**Saved entries**
[Start of Attachment]
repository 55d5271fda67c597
use clap::Parser;
use gitstats::{
    api::{handlers::AppState, routes},
    cache::MemoryCache,
    cli::{commands, Cli, Commands},
    config::Settings,
    metrics::Metrics,
    registry::Services,
    Error, Result,
};
use std::net::SocketAddr;
use std::sync::Arc;
use tracing::{info, warn};
use tracing_subscriber::{layer::SubscriberExt, util::SubscriberInitExt};

#[tokio::main]
async fn main() -> Result<()> {
    // Load environment variables from .env file if it exists
    let _ = dotenvy::dotenv();

    tracing_subscriber::registry()
        .with(
            tracing_subscriber::EnvFilter::try_from_default_env()
                .unwrap_or_else(|_| "info,gitstats=debug".into()),
        )
        .with(tracing_subscriber::fmt::layer())
        .init();

    let cli = Cli::parse();

    let settings = Settings::from_env()?;
    settings.validate()?;

    let metrics = Arc::new(Metrics::new()?);
    let services = Services::from_settings(&settings, Arc::new(MemoryCache::new()), metrics.clone())?;
    if services.is_empty() {
        warn!("No provider configured; set GITHUB_TOKEN or GITLAB_TOKEN");
    }

    match cli.command {
        Commands::Serve { port, host } => {
            serve(settings, services, metrics, port, host).await?;
        }
        Commands::Repos { provider, owner } => {
            commands::list_repos(&services, provider, &owner).await?;
        }
        Commands::Stats {
            provider,
            project,
            filter,
        } => {
            commands::stats(&services, provider, project.as_deref(), &filter.into()).await?;
        }
        Commands::Contributors { provider, project } => {
            commands::contributors(&services, provider, &project).await?;
        }
        Commands::Loc { url, provider } => {
            commands::lines_of_code(&services, provider, &url).await?;
        }
    }

    Ok(())
}

async fn serve(
    mut settings: Settings,
    services: Services,
    metrics: Arc<Metrics>,
    port: Option<u16>,
    host: Option<String>,
) -> Result<()> {
    // Override settings with CLI arguments
    if let Some(port) = port {
        settings.server.port = port;
    }
    if let Some(host) = host {
        settings.server.host = host;
    }

    info!("Starting gitstats server");
    info!(
        "Providers: {}",
        services
            .iter()
            .map(|s| s.provider().as_str())
            .collect::<Vec<_>>()
            .join(", ")
    );
    info!(
        "Cache TTL: {}s (line counts {}s)",
        settings.cache.ttl_secs, settings.cache.loc_ttl_secs
    );

    let state = AppState {
        services,
        metrics,
        settings: settings.clone(),
    };

    let app = routes::create_router(state, &settings);

    let addr = format!("{}:{}", settings.server.host, settings.server.port);
    let listener = tokio::net::TcpListener::bind(&addr)
        .await
        .map_err(|e| Error::Internal(format!("Failed to bind to {addr}: {e}")))?;

    println!("\n========================================");
    println!("gitstats");
    println!("========================================");
    println!("Address: http://{addr}");
    println!("\nAPI Endpoints:");
    println!("  GET  /api/:provider/repos?owner=");
    println!("  GET  /api/:provider/repo?id=");
    println!("  GET  /api/:provider/commits?id=&sha=&path=&author=&page=&per_page=");
    println!("  GET  /api/:provider/contributors?id=");
    println!("  GET  /api/:provider/stats?id=");
    println!("  GET  /api/:provider/loc?repoUrl=");
    println!("  GET  /health");
    println!("  GET  /metrics");
    println!("\nPress Ctrl+C to stop");
    println!("========================================\n");

    info!("Server listening on {}", addr);

    axum::serve(
        listener,
        app.into_make_service_with_connect_info::<SocketAddr>(),
    )
    .with_graceful_shutdown(shutdown_signal())
    .await
    .map_err(|e| Error::Internal(format!("Server error: {e}")))?;

    info!("Shutting down...");
    Ok(())
}

async fn shutdown_signal() {
    if let Err(e) = tokio::signal::ctrl_c().await {
        warn!("Failed to listen for shutdown signal: {}", e);
        std::future::pending::<()>().await;
    }
}
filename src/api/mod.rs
pub mod handlers;
pub mod models;
pub mod routes;
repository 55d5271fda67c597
pub mod config;
pub mod error;

// Canonical model and the provider contract
pub mod model;
pub mod service;

// Provider adapters
pub mod github;
pub mod gitlab;
pub mod rate_limiter;

// Read path
pub mod cache;
pub mod loc;
pub mod registry;
pub mod stats;

// Observability
pub mod metrics;

// Dispatch
pub mod api;
pub mod cli;

// Re-exports
pub use config::Settings;
pub use error::{Error, Result};
pub use service::{GitService, Identifier, Provider};
use crate::cache::CachedService;
use crate::cli::CommitFilter;
use crate::loc::LineCount;
use crate::model::{CommitListOptions, Repository, User};
use crate::registry::Services;
use crate::service::{Identifier, Provider};
use crate::stats::{Aggregator, AuthorStats};
use crate::{Error, Result};
use tracing::warn;

impl From<CommitFilter> for CommitListOptions {
    fn from(filter: CommitFilter) -> Self {
        Self {
            sha: filter.sha,
            path: filter.path,
            author: filter.author,
            page: filter.page,
            per_page: filter.per_page,
        }
    }
}

/// The requested provider, or every configured one
fn select(services: &Services, provider: Option<Provider>) -> Result<Vec<&CachedService>> {
    let selected = match provider {
        Some(provider) => vec![services.provider(provider)?],
        None => services.iter().collect(),
    };

    if selected.is_empty() {
        return Err(Error::Config(
            "No provider configured; set GITHUB_TOKEN or GITLAB_TOKEN".to_string(),
        ));
    }
    Ok(selected)
}

/// List repositories for each selected provider. A failing provider is
/// reported and skipped.
pub async fn list_repos(services: &Services, provider: Option<Provider>, owner: &str) -> Result<()> {
    for service in select(services, provider)? {
        match service.repositories(owner).await {
            Ok(repos) => print_repositories(service.provider(), &repos),
            Err(e) => {
                warn!("Listing {} repositories failed: {}", service.provider(), e.log_safe());
                eprintln!("✗ {}: {}", service.provider(), e);
            }
        }
    }
    Ok(())
}

/// Per-author totals for one project, or for every repository of every
/// selected provider when `project` is `None`
pub async fn stats(
    services: &Services,
    provider: Option<Provider>,
    project: Option<&str>,
    options: &CommitListOptions,
) -> Result<()> {
    match project {
        Some(project) => {
            let identifier = Identifier::parse(project)?;
            for service in select(services, provider)? {
                match service.author_stats(&identifier, options).await {
                    Ok(stats) => {
                        println!("{} {}", service.provider(), identifier);
                        print_author_stats(&stats);
                    }
                    Err(e) => eprintln!("✗ {} {}: {}", service.provider(), identifier, e),
                }
            }
        }
        None => {
            for service in select(services, provider)? {
                walk_repositories(service, options).await;
            }
        }
    }
    Ok(())
}

/// Fold every repository of one provider into per-repository and overall
/// totals, continuing past failures
async fn walk_repositories(service: &CachedService, options: &CommitListOptions) {
    let provider = service.provider();
    let repos = match service.repositories("").await {
        Ok(repos) => repos,
        Err(e) => {
            eprintln!("✗ {provider}: {e}");
            return;
        }
    };

    let mut overall = Aggregator::new();
    let mut failed = 0;

    for repo in &repos {
        let identifier = Identifier::Id(repo.id);
        let commits = match service.commits(&identifier, options).await {
            Ok(commits) => commits,
            Err(e) => {
                failed += 1;
                eprintln!("✗ {provider} {}: {}", repo.full_name(), e);
                continue;
            }
        };

        let mut per_repo = Aggregator::new();
        for commit in &commits {
            per_repo.add(commit);
            overall.add(commit);
        }

        println!("{provider} {} ({} commits)", repo.full_name(), commits.len());
        print_author_stats(&per_repo.finish());
    }

    println!(
        "{provider} total across {} repositories ({} failed)",
        repos.len() - failed,
        failed
    );
    print_author_stats(&overall.finish());
}

pub async fn contributors(services: &Services, provider: Provider, project: &str) -> Result<()> {
    let service = services.provider(provider)?;
    let identifier = Identifier::parse(project)?;
    let bytes = service.repo_contributors(&identifier).await?;
    let users: Vec<User> = serde_json::from_slice(&bytes)?;

    for user in &users {
        if user.login.is_empty() {
            println!("  {}", user.name);
        } else {
            println!("  {:<24} {}", user.login, user.html_url);
        }
    }
    println!("✓ {} contributors", users.len());
    Ok(())
}

pub async fn lines_of_code(
    services: &Services,
    provider: Option<Provider>,
    clone_url: &str,
) -> Result<()> {
    let service = select(services, provider)?
        .into_iter()
        .next()
        .ok_or_else(|| Error::Config("No provider configured".to_string()))?;

    let bytes = service.lines_of_code(clone_url).await?;
    let count: LineCount = serde_json::from_slice(&bytes)?;
    println!("✓ {}: {} lines", clone_url, count.total_lines);
    Ok(())
}

fn print_repositories(provider: Provider, repos: &[Repository]) {
    println!("{} ({} repositories)", provider, repos.len());
    for repo in repos {
        println!(
            "  {:>10}  {:<40} ★{:<6} {}",
            repo.id,
            repo.full_name(),
            repo.stars,
            repo.html_url
        );
    }
}

fn print_author_stats(stats: &AuthorStats) {
    if stats.is_empty() {
        println!("  (no commits)");
        return;
    }
    for (author, s) in stats {
        println!(
            "  {:<30} +{:<8} -{:<8} {}",
            author, s.additions, s.deletions, s.total
        );
    }
}
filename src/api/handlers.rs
use axum::{
    extract::{Path, Query, State},
    http::header,
    response::{IntoResponse, Response},
    Json,
};
use std::sync::Arc;
use tracing::debug;

use crate::{
    api::models::*, config::Settings, metrics::Metrics, registry::Services, service::Identifier,
    stats::AuthorStats, Error, Result,
};

/// Shared application state
#[derive(Clone)]
pub struct AppState {
    pub services: Services,
    pub metrics: Arc<Metrics>,
    pub settings: Settings,
}

/// Cached payloads go out exactly as stored
fn json_bytes(bytes: Vec<u8>) -> Response {
    ([(header::CONTENT_TYPE, "application/json")], bytes).into_response()
}

/// GET /api/:provider/repos - List repositories
pub async fn list_repos(
    State(state): State<AppState>,
    Path(provider): Path<String>,
    Query(params): Query<OwnerParams>,
) -> Result<Response> {
    debug!("List repos request: {} owner={:?}", provider, params.owner);

    let service = state.services.get(&provider)?;
    Ok(json_bytes(service.all_repos(&params.owner).await?))
}

/// GET /api/:provider/repo - Get one repository
pub async fn get_repo(
    State(state): State<AppState>,
    Path(provider): Path<String>,
    Query(params): Query<RepoParams>,
) -> Result<Response> {
    debug!("Get repo request: {} {}", provider, params.id);

    let service = state.services.get(&provider)?;
    let identifier = Identifier::parse(&params.id)?;
    Ok(json_bytes(service.repo(&identifier).await?))
}

/// GET /api/:provider/commits - One page of commits with stats
pub async fn list_commits(
    State(state): State<AppState>,
    Path(provider): Path<String>,
    Query(params): Query<CommitParams>,
) -> Result<Response> {
    debug!("List commits request: {} {:?}", provider, params);

    let service = state.services.get(&provider)?;
    let identifier = Identifier::parse(&params.id)?;
    Ok(json_bytes(
        service
            .project_commits(&identifier, &params.options())
            .await?,
    ))
}

/// GET /api/:provider/contributors - Repository contributors
pub async fn list_contributors(
    State(state): State<AppState>,
    Path(provider): Path<String>,
    Query(params): Query<RepoParams>,
) -> Result<Response> {
    debug!("List contributors request: {} {}", provider, params.id);

    let service = state.services.get(&provider)?;
    let identifier = Identifier::parse(&params.id)?;
    Ok(json_bytes(service.repo_contributors(&identifier).await?))
}

/// GET /api/:provider/stats - Per-author totals over one page of commits
pub async fn author_stats(
    State(state): State<AppState>,
    Path(provider): Path<String>,
    Query(params): Query<CommitParams>,
) -> Result<Json<AuthorStats>> {
    debug!("Author stats request: {} {:?}", provider, params);

    let service = state.services.get(&provider)?;
    let identifier = Identifier::parse(&params.id)?;
    let stats = service.author_stats(&identifier, &params.options()).await?;
    Ok(Json(stats))
}

/// GET /api/:provider/loc - Total lines of a repository
pub async fn lines_of_code(
    State(state): State<AppState>,
    Path(provider): Path<String>,
    Query(params): Query<LocParams>,
) -> Result<Response> {
    debug!("Lines of code request: {} {}", provider, params.repo_url);

    let service = state.services.get(&provider)?;
    if params.repo_url.trim().is_empty() {
        return Err(Error::Validation("repoUrl is required".to_string()));
    }
    Ok(json_bytes(service.lines_of_code(params.repo_url.trim()).await?))
}

/// GET /health - Health check endpoint
pub async fn health_check(State(state): State<AppState>) -> Result<Json<HealthResponse>> {
    Ok(Json(HealthResponse {
        status: "ok".to_string(),
        providers: state.services.iter().map(|s| s.provider()).collect(),
    }))
}

/// GET /metrics - Prometheus text exposition
pub async fn metrics(State(state): State<AppState>) -> Result<Response> {
    Ok((
        [(header::CONTENT_TYPE, prometheus::TEXT_FORMAT)],
        state.metrics.render()?,
    )
        .into_response())
}
use crate::model::DEFAULT_PER_PAGE;
use std::env;

const DEFAULT_API_URL: &str = "https://api.github.com";

/// GitHub integration configuration
#[derive(Debug, Clone)]
pub struct GitHubConfig {
    /// Personal access token; the provider is disabled without one
    pub token: Option<String>,

    /// REST API base URL (override for GitHub Enterprise or tests)
    pub api_url: String,

    /// Rate limit buffer - reserve this many requests
    pub rate_limit_buffer: u32,

    /// Page size used when the caller does not ask for one
    pub per_page: u32,

    /// Concurrent per-commit detail requests while listing commits
    pub detail_concurrency: usize,

    /// Per-request HTTP timeout in seconds
    pub http_timeout_secs: u64,
}

impl GitHubConfig {
    /// Create a new GitHubConfig from environment variables
    pub fn from_env() -> Self {
        let defaults = Self::default();
        Self {
            token: env::var("GITHUB_TOKEN").ok().filter(|t| !t.is_empty()),
            api_url: env::var("GITHUB_API_URL").unwrap_or(defaults.api_url),
            rate_limit_buffer: env::var("GITHUB_RATE_LIMIT_BUFFER")
                .ok()
                .and_then(|s| s.parse().ok())
                .unwrap_or(defaults.rate_limit_buffer),
            per_page: env::var("GITHUB_PER_PAGE")
                .ok()
                .and_then(|s| s.parse().ok())
                .unwrap_or(defaults.per_page),
            detail_concurrency: env::var("GITHUB_DETAIL_CONCURRENCY")
                .ok()
                .and_then(|s| s.parse().ok())
                .unwrap_or(defaults.detail_concurrency),
            http_timeout_secs: env::var("GITHUB_HTTP_TIMEOUT")
                .ok()
                .and_then(|s| s.parse().ok())
                .unwrap_or(defaults.http_timeout_secs),
        }
    }

    /// Configuration pointing at an arbitrary API base URL
    pub fn with_api_url(api_url: impl Into<String>) -> Self {
        Self {
            api_url: api_url.into(),
            ..Self::default()
        }
    }

    /// GitHub is only wired up when a token is configured
    pub fn is_enabled(&self) -> bool {
        self.token.is_some()
    }

    /// Get the base API URL without a trailing slash
    pub fn api_base_url(&self) -> &str {
        self.api_url.trim_end_matches('/')
    }
}

impl Default for GitHubConfig {
    fn default() -> Self {
        Self {
            token: None,
            api_url: DEFAULT_API_URL.to_string(),
            rate_limit_buffer: 100,
            per_page: DEFAULT_PER_PAGE,
            detail_concurrency: 8,
            http_timeout_secs: 30,
        }
    }
}
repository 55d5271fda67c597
//! GitHub REST API response shapes.
//!
//! Only the fields the adapter reads are modelled. Anything GitHub may omit
//! or send as `null` is optional so a sparse payload still decodes.

use crate::model;
use chrono::{DateTime, Utc};
use serde::Deserialize;

/// GitHub repository information
#[derive(Debug, Clone, Deserialize)]
pub struct Repository {
    pub id: i64,
    pub name: String,
    pub owner: Option<Account>,
    pub description: Option<String>,
    #[serde(default)]
    pub html_url: String,
    pub clone_url: Option<String>,
    pub created_at: Option<DateTime<Utc>>,
    pub updated_at: Option<DateTime<Utc>>,
    #[serde(default)]
    pub stargazers_count: i64,
    #[serde(default)]
    pub forks_count: i64,
    #[serde(default)]
    pub open_issues_count: i64,
}

/// User or organization reference
#[derive(Debug, Clone, Deserialize)]
pub struct Account {
    #[serde(default)]
    pub login: String,
    #[serde(default)]
    pub id: i64,
    pub avatar_url: Option<String>,
    pub html_url: Option<String>,
}

/// Entry of the commit listing and the single-commit endpoint
#[derive(Debug, Clone, Deserialize)]
pub struct Commit {
    pub sha: String,
    #[serde(default)]
    pub html_url: String,
    pub commit: CommitDetails,
    /// GitHub account linked to the author email, absent for unknown emails
    pub author: Option<Account>,
    /// Only present on the single-commit endpoint
    pub stats: Option<Stats>,
}

/// Git-level commit data
#[derive(Debug, Clone, Deserialize)]
pub struct CommitDetails {
    #[serde(default)]
    pub message: String,
    pub author: Option<GitAuthor>,
}

#[derive(Debug, Clone, Deserialize)]
pub struct GitAuthor {
    #[serde(default)]
    pub name: String,
    #[serde(default)]
    pub email: String,
    pub date: Option<DateTime<Utc>>,
}

#[derive(Debug, Clone, Copy, Deserialize)]
pub struct Stats {
    #[serde(default)]
    pub additions: i64,
    #[serde(default)]
    pub deletions: i64,
    #[serde(default)]
    pub total: i64,
}

/// Entry of the contributors listing
#[derive(Debug, Clone, Deserialize)]
pub struct Contributor {
    pub login: Option<String>,
    pub id: Option<i64>,
    pub avatar_url: Option<String>,
    pub html_url: Option<String>,
    /// Only set for anonymous contributors
    pub name: Option<String>,
}

impl From<Repository> for model::Repository {
    fn from(repo: Repository) -> Self {
        model::Repository {
            id: repo.id,
            name: repo.name,
            owner: repo.owner.map(|o| o.login).unwrap_or_default(),
            html_url: repo.html_url,
            clone_url: repo.clone_url.unwrap_or_default(),
            description: repo.description.unwrap_or_default(),
            created_at: repo.created_at,
            updated_at: repo.updated_at,
            stars: repo.stargazers_count,
            forks: repo.forks_count,
            open_issues: repo.open_issues_count,
        }
    }
}

impl From<Stats> for model::CommitStats {
    fn from(stats: Stats) -> Self {
        model::CommitStats::new(stats.additions, stats.deletions, stats.total)
    }
}

impl Commit {
    /// Convert to the canonical commit with the given line statistics
    pub fn into_canonical(self, stats: model::CommitStats) -> model::Commit {
        let login = self
            .author
            .as_ref()
            .map(|a| a.login.clone())
            .unwrap_or_default();

        let author = match self.commit.author {
            Some(git_author) => model::CommitAuthor {
                name: git_author.name,
                email: git_author.email,
                date: git_author.date,
                login,
            },
            // No git author data, fall back to the linked account
            None => model::CommitAuthor {
                name: login.clone(),
                email: String::new(),
                date: None,
                login,
            },
        };

        model::Commit {
            sha: self.sha,
            author,
            message: self.commit.message,
            html_url: self.html_url,
            stats,
        }
    }
}

impl Contributor {
    /// Contributors without a login (anonymous) have no user to map to
    pub fn into_user(self) -> Option<model::User> {
        let login = self.login.filter(|l| !l.is_empty())?;
        Some(model::User {
            login,
            id: self.id.unwrap_or_default(),
            avatar_url: self.avatar_url.unwrap_or_default(),
            html_url: self.html_url.unwrap_or_default(),
            name: self.name.unwrap_or_default(),
        })
    }
}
[End of Attachment]
**Exercise description**
Could you restate word for word the lines above from the one containing "pub async fn health_check(State(state): State<AppState>)" through the one containing "Prometheus text exposition", both included, and nothing else?

**Finished task**
pub async fn health_check(State(state): State<AppState>) -> Result<Json<HealthResponse>> {
    Ok(Json(HealthResponse {
        status: "ok".to_string(),
        providers: state.services.iter().map(|s| s.provider()).collect(),
    }))
}

/// GET /metrics - Prometheus text exposition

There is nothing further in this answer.